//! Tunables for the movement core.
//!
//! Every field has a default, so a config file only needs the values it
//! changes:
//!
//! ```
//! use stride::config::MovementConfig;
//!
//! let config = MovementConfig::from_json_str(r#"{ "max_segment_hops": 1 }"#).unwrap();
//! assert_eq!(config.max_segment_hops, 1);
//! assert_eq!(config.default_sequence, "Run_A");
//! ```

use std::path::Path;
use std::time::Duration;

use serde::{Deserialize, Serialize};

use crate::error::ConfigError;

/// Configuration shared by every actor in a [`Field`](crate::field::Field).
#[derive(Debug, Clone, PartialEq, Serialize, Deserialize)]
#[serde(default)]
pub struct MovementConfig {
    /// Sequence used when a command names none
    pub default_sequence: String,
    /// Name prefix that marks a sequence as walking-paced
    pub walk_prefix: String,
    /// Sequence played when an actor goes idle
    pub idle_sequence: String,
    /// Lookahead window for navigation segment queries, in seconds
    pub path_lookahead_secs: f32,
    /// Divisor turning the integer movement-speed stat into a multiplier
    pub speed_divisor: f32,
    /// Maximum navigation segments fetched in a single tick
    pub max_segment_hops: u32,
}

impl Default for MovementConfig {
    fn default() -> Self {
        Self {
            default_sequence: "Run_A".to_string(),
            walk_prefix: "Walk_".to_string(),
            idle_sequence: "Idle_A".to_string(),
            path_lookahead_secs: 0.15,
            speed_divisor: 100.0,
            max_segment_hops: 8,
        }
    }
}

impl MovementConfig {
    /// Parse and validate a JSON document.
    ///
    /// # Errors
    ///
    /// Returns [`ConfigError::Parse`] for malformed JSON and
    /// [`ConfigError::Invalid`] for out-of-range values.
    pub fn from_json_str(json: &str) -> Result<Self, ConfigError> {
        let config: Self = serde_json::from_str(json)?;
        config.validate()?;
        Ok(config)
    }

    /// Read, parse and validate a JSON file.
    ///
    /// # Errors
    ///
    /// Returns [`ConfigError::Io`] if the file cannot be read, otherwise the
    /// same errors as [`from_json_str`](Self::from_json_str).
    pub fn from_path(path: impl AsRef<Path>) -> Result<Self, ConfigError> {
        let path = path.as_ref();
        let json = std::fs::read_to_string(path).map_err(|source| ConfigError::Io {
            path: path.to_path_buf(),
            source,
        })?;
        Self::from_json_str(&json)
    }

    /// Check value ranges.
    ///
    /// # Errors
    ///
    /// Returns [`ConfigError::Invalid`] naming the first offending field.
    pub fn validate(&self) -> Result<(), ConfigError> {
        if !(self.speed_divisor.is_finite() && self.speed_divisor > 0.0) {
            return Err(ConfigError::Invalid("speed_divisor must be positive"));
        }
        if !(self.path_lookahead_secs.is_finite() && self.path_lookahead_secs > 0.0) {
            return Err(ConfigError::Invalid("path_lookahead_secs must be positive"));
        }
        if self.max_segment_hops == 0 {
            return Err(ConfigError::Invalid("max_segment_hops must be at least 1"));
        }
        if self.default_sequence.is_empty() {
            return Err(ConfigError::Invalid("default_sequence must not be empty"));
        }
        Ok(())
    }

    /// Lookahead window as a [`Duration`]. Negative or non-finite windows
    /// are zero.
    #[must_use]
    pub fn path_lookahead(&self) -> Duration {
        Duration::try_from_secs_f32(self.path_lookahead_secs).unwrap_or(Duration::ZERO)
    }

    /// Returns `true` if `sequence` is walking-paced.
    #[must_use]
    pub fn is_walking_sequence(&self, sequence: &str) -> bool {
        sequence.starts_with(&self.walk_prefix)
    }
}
----------
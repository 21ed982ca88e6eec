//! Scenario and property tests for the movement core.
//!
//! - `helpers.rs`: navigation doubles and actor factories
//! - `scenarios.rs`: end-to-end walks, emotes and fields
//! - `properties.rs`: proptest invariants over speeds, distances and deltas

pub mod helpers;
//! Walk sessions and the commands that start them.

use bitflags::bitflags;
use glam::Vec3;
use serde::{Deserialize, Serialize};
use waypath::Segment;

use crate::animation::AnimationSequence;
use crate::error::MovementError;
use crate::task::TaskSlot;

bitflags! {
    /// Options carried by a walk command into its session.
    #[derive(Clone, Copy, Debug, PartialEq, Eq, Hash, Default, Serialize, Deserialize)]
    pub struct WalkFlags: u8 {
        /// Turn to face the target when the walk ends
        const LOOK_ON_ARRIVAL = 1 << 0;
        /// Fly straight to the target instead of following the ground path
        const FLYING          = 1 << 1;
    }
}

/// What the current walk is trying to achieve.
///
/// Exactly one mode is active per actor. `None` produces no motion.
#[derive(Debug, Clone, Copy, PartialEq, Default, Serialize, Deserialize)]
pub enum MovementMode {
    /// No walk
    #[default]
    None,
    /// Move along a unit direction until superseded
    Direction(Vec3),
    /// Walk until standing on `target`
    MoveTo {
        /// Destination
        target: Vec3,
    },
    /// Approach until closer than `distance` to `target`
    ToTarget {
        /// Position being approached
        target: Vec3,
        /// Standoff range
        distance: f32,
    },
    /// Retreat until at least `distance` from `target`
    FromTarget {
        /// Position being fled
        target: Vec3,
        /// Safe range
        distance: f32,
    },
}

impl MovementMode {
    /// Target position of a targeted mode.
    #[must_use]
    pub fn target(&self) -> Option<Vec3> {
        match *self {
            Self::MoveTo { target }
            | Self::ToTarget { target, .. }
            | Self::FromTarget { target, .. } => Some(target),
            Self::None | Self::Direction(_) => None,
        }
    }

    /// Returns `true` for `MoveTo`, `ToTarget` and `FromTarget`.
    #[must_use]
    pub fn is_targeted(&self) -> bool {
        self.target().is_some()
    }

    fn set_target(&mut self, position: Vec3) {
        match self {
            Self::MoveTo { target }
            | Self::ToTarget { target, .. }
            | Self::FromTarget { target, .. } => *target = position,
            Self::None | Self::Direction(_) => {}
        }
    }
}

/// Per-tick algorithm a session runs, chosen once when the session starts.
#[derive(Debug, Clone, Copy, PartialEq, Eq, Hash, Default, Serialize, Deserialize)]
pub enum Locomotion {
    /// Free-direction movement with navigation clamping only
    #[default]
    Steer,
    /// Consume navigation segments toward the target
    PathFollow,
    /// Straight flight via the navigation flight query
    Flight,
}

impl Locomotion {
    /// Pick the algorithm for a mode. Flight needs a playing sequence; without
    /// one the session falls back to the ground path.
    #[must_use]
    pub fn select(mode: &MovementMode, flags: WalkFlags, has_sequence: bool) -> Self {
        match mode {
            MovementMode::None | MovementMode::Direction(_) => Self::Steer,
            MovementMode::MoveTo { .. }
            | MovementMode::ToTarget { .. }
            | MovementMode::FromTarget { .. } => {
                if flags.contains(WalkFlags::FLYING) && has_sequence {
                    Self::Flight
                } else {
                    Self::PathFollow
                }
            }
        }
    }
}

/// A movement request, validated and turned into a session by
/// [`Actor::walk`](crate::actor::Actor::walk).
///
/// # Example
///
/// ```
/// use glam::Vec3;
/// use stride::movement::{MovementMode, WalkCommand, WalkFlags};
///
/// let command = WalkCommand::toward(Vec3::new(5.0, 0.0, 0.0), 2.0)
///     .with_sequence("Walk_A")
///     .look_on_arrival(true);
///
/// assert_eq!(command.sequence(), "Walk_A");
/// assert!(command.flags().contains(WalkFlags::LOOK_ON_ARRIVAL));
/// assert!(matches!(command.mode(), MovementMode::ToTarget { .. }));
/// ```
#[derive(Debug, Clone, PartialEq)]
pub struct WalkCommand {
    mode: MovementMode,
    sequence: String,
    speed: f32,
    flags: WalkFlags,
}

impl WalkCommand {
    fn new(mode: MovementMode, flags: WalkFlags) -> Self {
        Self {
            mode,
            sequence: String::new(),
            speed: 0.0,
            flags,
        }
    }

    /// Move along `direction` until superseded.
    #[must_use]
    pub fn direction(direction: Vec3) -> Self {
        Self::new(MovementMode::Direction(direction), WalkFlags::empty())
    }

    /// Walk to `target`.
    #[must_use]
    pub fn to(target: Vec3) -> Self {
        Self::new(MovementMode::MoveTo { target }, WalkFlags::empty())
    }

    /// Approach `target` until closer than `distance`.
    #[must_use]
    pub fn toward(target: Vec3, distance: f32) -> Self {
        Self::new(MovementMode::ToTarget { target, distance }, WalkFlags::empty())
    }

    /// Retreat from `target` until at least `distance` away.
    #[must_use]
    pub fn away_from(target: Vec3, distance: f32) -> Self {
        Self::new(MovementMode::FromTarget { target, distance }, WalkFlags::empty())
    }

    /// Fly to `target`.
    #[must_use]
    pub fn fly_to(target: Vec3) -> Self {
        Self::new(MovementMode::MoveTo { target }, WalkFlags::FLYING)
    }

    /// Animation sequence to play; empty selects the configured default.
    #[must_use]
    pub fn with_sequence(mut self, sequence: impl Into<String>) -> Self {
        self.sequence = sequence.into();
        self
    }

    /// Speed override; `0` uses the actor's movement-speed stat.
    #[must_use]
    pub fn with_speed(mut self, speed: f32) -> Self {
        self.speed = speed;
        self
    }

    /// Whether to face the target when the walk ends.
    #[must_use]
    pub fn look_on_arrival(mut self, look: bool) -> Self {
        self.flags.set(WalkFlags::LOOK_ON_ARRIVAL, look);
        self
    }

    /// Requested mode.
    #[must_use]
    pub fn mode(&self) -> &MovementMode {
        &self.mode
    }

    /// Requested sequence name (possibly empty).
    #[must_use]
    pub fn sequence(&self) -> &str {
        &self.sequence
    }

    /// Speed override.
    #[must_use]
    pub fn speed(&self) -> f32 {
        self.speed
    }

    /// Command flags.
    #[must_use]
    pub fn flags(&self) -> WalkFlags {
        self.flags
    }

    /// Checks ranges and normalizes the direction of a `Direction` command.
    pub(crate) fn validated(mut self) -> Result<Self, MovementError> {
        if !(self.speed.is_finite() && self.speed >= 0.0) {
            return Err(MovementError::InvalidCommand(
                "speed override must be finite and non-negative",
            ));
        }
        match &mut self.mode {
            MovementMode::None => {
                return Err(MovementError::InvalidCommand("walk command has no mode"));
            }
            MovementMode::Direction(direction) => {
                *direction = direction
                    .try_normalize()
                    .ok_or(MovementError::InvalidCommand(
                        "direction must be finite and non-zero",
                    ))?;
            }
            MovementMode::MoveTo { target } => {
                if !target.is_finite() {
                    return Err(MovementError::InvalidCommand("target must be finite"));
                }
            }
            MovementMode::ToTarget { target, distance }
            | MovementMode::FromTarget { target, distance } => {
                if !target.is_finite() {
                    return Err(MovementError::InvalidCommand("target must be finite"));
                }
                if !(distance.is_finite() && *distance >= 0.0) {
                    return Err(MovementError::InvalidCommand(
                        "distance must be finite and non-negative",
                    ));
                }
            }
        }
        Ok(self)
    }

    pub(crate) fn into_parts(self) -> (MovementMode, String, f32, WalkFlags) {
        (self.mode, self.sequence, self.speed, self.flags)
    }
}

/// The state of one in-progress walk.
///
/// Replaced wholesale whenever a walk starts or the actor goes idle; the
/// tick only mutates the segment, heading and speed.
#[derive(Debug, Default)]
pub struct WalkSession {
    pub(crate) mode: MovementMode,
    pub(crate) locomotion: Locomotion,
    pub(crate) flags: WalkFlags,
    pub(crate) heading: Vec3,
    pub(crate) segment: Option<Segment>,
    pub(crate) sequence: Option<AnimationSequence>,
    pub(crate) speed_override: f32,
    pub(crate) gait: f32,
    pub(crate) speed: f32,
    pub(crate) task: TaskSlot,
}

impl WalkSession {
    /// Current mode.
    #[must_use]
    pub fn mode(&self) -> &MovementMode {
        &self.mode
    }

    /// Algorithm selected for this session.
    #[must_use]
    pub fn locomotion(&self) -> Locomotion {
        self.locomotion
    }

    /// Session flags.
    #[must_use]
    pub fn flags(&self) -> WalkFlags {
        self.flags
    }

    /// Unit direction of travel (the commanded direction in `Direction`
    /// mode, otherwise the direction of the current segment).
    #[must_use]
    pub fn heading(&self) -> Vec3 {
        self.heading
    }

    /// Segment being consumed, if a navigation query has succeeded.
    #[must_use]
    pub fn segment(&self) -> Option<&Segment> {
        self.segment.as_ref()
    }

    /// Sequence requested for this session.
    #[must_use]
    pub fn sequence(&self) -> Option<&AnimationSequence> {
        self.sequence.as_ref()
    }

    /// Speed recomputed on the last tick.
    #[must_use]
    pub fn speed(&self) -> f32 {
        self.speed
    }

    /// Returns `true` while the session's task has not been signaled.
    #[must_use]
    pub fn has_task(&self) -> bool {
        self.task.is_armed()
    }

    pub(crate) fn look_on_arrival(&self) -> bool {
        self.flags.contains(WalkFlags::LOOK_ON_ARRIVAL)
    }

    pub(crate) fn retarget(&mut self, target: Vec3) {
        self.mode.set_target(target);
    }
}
----------
Task: Copy out only the lines above from the one with "Tunables for the movement core." to the one with "Configuration shared by", inclusive, exactly as they stand.

Finished task:
//! Tunables for the movement core.
//!
//! Every field has a default, so a config file only needs the values it
//! changes:
//!
//! ```
//! use stride::config::MovementConfig;
//!
//! let config = MovementConfig::from_json_str(r#"{ "max_segment_hops": 1 }"#).unwrap();
//! assert_eq!(config.max_segment_hops, 1);
//! assert_eq!(config.default_sequence, "Run_A");
//! ```

use std::path::Path;
use std::time::Duration;

use serde::{Deserialize, Serialize};

use crate::error::ConfigError;

/// Configuration shared by every actor in a [`Field`](crate::field::Field).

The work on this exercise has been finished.